▶ **Records provided**:
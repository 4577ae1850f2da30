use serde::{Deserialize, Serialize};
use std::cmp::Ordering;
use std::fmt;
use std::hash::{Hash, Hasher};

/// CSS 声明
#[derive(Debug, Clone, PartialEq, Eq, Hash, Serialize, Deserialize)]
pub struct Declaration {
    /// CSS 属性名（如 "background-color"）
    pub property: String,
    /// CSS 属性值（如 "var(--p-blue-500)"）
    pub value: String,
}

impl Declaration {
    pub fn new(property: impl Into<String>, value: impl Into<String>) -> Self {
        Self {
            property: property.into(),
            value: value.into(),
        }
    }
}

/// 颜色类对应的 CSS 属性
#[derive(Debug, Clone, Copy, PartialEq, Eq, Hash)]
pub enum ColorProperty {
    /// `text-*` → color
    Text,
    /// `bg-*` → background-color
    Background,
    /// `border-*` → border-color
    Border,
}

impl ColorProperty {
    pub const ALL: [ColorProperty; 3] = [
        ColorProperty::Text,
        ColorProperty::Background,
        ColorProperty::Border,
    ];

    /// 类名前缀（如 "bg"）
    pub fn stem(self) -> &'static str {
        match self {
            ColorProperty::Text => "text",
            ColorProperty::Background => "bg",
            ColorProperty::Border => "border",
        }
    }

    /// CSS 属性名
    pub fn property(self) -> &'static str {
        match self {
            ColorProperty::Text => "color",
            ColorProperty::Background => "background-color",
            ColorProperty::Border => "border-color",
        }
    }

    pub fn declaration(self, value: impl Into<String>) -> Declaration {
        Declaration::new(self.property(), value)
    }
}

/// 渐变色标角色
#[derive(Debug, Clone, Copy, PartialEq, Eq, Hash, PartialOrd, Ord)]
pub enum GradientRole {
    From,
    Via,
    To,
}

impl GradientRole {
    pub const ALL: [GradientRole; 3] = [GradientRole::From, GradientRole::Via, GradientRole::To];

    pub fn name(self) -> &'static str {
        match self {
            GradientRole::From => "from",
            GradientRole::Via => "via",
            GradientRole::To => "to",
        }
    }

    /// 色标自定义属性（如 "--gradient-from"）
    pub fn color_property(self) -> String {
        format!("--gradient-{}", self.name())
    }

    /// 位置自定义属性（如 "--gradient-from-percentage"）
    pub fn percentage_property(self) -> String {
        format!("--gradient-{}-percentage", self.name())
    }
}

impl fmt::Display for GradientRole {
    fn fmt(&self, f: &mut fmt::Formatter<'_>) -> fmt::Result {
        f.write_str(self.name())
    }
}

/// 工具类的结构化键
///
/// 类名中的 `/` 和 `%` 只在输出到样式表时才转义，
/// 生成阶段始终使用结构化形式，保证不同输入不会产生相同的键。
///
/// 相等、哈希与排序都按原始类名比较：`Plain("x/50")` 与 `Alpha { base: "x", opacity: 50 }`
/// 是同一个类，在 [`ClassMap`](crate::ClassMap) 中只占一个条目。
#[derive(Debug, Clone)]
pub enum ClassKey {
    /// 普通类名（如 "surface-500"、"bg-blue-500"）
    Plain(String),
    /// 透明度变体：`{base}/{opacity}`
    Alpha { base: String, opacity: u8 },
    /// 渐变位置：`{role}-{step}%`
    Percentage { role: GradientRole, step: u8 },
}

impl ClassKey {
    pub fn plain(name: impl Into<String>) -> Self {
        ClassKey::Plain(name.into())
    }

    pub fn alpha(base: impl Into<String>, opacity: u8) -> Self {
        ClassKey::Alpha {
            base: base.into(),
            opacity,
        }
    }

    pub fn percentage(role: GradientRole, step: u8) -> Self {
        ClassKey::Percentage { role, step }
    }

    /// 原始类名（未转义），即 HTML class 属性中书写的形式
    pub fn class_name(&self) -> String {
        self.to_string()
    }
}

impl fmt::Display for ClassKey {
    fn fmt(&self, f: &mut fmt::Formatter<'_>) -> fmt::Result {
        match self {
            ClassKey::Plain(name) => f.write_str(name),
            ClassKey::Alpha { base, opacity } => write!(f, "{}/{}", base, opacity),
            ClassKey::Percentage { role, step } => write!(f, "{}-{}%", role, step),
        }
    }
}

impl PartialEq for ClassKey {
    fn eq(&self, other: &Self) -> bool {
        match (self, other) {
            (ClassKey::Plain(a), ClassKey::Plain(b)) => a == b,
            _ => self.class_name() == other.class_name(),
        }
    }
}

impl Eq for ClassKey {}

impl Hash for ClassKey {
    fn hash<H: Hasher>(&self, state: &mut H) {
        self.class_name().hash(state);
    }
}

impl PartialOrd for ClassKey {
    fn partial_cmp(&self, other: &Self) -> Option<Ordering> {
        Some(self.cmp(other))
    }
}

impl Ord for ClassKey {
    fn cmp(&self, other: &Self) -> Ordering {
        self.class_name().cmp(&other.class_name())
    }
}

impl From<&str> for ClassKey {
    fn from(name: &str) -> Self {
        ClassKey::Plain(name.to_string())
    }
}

▶ **Problem to solve**:
An exact copy of all the entries is what's needed; write it out.

▶ **Exercise solution**:
repository 4577ae1850f2da30
use serde::{Deserialize, Serialize};
use std::cmp::Ordering;
use std::fmt;
use std::hash::{Hash, Hasher};

/// CSS 声明
#[derive(Debug, Clone, PartialEq, Eq, Hash, Serialize, Deserialize)]
pub struct Declaration {
    /// CSS 属性名（如 "background-color"）
    pub property: String,
    /// CSS 属性值（如 "var(--p-blue-500)"）
    pub value: String,
}

impl Declaration {
    pub fn new(property: impl Into<String>, value: impl Into<String>) -> Self {
        Self {
            property: property.into(),
            value: value.into(),
        }
    }
}

/// 颜色类对应的 CSS 属性
#[derive(Debug, Clone, Copy, PartialEq, Eq, Hash)]
pub enum ColorProperty {
    /// `text-*` → color
    Text,
    /// `bg-*` → background-color
    Background,
    /// `border-*` → border-color
    Border,
}

impl ColorProperty {
    pub const ALL: [ColorProperty; 3] = [
        ColorProperty::Text,
        ColorProperty::Background,
        ColorProperty::Border,
    ];

    /// 类名前缀（如 "bg"）
    pub fn stem(self) -> &'static str {
        match self {
            ColorProperty::Text => "text",
            ColorProperty::Background => "bg",
            ColorProperty::Border => "border",
        }
    }

    /// CSS 属性名
    pub fn property(self) -> &'static str {
        match self {
            ColorProperty::Text => "color",
            ColorProperty::Background => "background-color",
            ColorProperty::Border => "border-color",
        }
    }

    pub fn declaration(self, value: impl Into<String>) -> Declaration {
        Declaration::new(self.property(), value)
    }
}

/// 渐变色标角色
#[derive(Debug, Clone, Copy, PartialEq, Eq, Hash, PartialOrd, Ord)]
pub enum GradientRole {
    From,
    Via,
    To,
}

impl GradientRole {
    pub const ALL: [GradientRole; 3] = [GradientRole::From, GradientRole::Via, GradientRole::To];

    pub fn name(self) -> &'static str {
        match self {
            GradientRole::From => "from",
            GradientRole::Via => "via",
            GradientRole::To => "to",
        }
    }

    /// 色标自定义属性（如 "--gradient-from"）
    pub fn color_property(self) -> String {
        format!("--gradient-{}", self.name())
    }

    /// 位置自定义属性（如 "--gradient-from-percentage"）
    pub fn percentage_property(self) -> String {
        format!("--gradient-{}-percentage", self.name())
    }
}

impl fmt::Display for GradientRole {
    fn fmt(&self, f: &mut fmt::Formatter<'_>) -> fmt::Result {
        f.write_str(self.name())
    }
}

/// 工具类的结构化键
///
/// 类名中的 `/` 和 `%` 只在输出到样式表时才转义，
/// 生成阶段始终使用结构化形式，保证不同输入不会产生相同的键。
///
/// 相等、哈希与排序都按原始类名比较：`Plain("x/50")` 与 `Alpha { base: "x", opacity: 50 }`
/// 是同一个类，在 [`ClassMap`](crate::ClassMap) 中只占一个条目。
#[derive(Debug, Clone)]
pub enum ClassKey {
    /// 普通类名（如 "surface-500"、"bg-blue-500"）
    Plain(String),
    /// 透明度变体：`{base}/{opacity}`
    Alpha { base: String, opacity: u8 },
    /// 渐变位置：`{role}-{step}%`
    Percentage { role: GradientRole, step: u8 },
}

impl ClassKey {
    pub fn plain(name: impl Into<String>) -> Self {
        ClassKey::Plain(name.into())
    }

    pub fn alpha(base: impl Into<String>, opacity: u8) -> Self {
        ClassKey::Alpha {
            base: base.into(),
            opacity,
        }
    }

    pub fn percentage(role: GradientRole, step: u8) -> Self {
        ClassKey::Percentage { role, step }
    }

    /// 原始类名（未转义），即 HTML class 属性中书写的形式
    pub fn class_name(&self) -> String {
        self.to_string()
    }
}

impl fmt::Display for ClassKey {
    fn fmt(&self, f: &mut fmt::Formatter<'_>) -> fmt::Result {
        match self {
            ClassKey::Plain(name) => f.write_str(name),
            ClassKey::Alpha { base, opacity } => write!(f, "{}/{}", base, opacity),
            ClassKey::Percentage { role, step } => write!(f, "{}-{}%", role, step),
        }
    }
}

impl PartialEq for ClassKey {
    fn eq(&self, other: &Self) -> bool {
        match (self, other) {
            (ClassKey::Plain(a), ClassKey::Plain(b)) => a == b,
            _ => self.class_name() == other.class_name(),
        }
    }
}

impl Eq for ClassKey {}

impl Hash for ClassKey {
    fn hash<H: Hasher>(&self, state: &mut H) {
        self.class_name().hash(state);
    }
}

impl PartialOrd for ClassKey {
    fn partial_cmp(&self, other: &Self) -> Option<Ordering> {
        Some(self.cmp(other))
    }
}

impl Ord for ClassKey {
    fn cmp(&self, other: &Self) -> Ordering {
        self.class_name().cmp(&other.class_name())
    }
}

impl From<&str> for ClassKey {
    fn from(name: &str) -> Self {
        ClassKey::Plain(name.to_string())
    }
}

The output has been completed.